## WHAT IS BEING ASKED
Reproduce each entry below exactly, without omitting any.
═════ SUPPLIED RECORDS
//! Scan practice target
//!
//! Prints a handful of typed values together with their addresses, then
//! changes them every time a newline arrives on stdin. Any other input
//! ends the process. Run it in one terminal and point scan sessions at
//! it from another.

use std::io::{self, BufRead, Write};
use std::mem::size_of;

fn main() -> io::Result<()> {
    let mut byte: u8 = 29;
    let mut gold: i32 = 1000;
    let mut silver: i32 = 1000;
    let mut bronze: i32 = 1000;
    let mut health: i16 = 12500;
    let mut ratio: f32 = 1.232_42;

    let pid = std::process::id();
    let stdin = io::stdin();
    let mut input = stdin.lock();
    let mut iteration = 1u64;

    loop {
        println!("Iteration: {} (pid {})", iteration, pid);
        println!(
            "Byte   ({} byte):  {:<9} - {:p}",
            size_of::<u8>(),
            byte,
            &byte
        );
        println!(
            "Gold   ({} bytes): {:<9} - {:p}",
            size_of::<i32>(),
            gold,
            &gold
        );
        println!(
            "Silver ({} bytes): {:<9} - {:p}",
            size_of::<i32>(),
            silver,
            &silver
        );
        println!(
            "Bronze ({} bytes): {:<9} - {:p}",
            size_of::<i32>(),
            bronze,
            &bronze
        );
        println!(
            "Health ({} bytes): {:<9} - {:p}",
            size_of::<i16>(),
            health,
            &health
        );
        println!(
            "Ratio  ({} bytes): {:<9} - {:p}",
            size_of::<f32>(),
            ratio,
            &ratio
        );
        io::stdout().flush()?;

        let mut line = String::new();
        if input.read_line(&mut line)? == 0 || line != "\n" {
            return Ok(());
        }

        byte = byte.wrapping_add(1);
        gold -= 1;
        silver -= 2;
        bronze -= 3;
        health -= 4;
        ratio += 0.5;
        iteration += 1;
    }
}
══════════
## EXERCISE RESPONSE
//! Scan practice target
//!
//! Prints a handful of typed values together with their addresses, then
//! changes them every time a newline arrives on stdin. Any other input
//! ends the process. Run it in one terminal and point scan sessions at
//! it from another.

use std::io::{self, BufRead, Write};
use std::mem::size_of;

fn main() -> io::Result<()> {
    let mut byte: u8 = 29;
    let mut gold: i32 = 1000;
    let mut silver: i32 = 1000;
    let mut bronze: i32 = 1000;
    let mut health: i16 = 12500;
    let mut ratio: f32 = 1.232_42;

    let pid = std::process::id();
    let stdin = io::stdin();
    let mut input = stdin.lock();
    let mut iteration = 1u64;

    loop {
        println!("Iteration: {} (pid {})", iteration, pid);
        println!(
            "Byte   ({} byte):  {:<9} - {:p}",
            size_of::<u8>(),
            byte,
            &byte
        );
        println!(
            "Gold   ({} bytes): {:<9} - {:p}",
            size_of::<i32>(),
            gold,
            &gold
        );
        println!(
            "Silver ({} bytes): {:<9} - {:p}",
            size_of::<i32>(),
            silver,
            &silver
        );
        println!(
            "Bronze ({} bytes): {:<9} - {:p}",
            size_of::<i32>(),
            bronze,
            &bronze
        );
        println!(
            "Health ({} bytes): {:<9} - {:p}",
            size_of::<i16>(),
            health,
            &health
        );
        println!(
            "Ratio  ({} bytes): {:<9} - {:p}",
            size_of::<f32>(),
            ratio,
            &ratio
        );
        io::stdout().flush()?;

        let mut line = String::new();
        if input.read_line(&mut line)? == 0 || line != "\n" {
            return Ok(());
        }

        byte = byte.wrapping_add(1);
        gold -= 1;
        silver -= 2;
        bronze -= 3;
        health -= 4;
        ratio += 0.5;
        iteration += 1;
    }
}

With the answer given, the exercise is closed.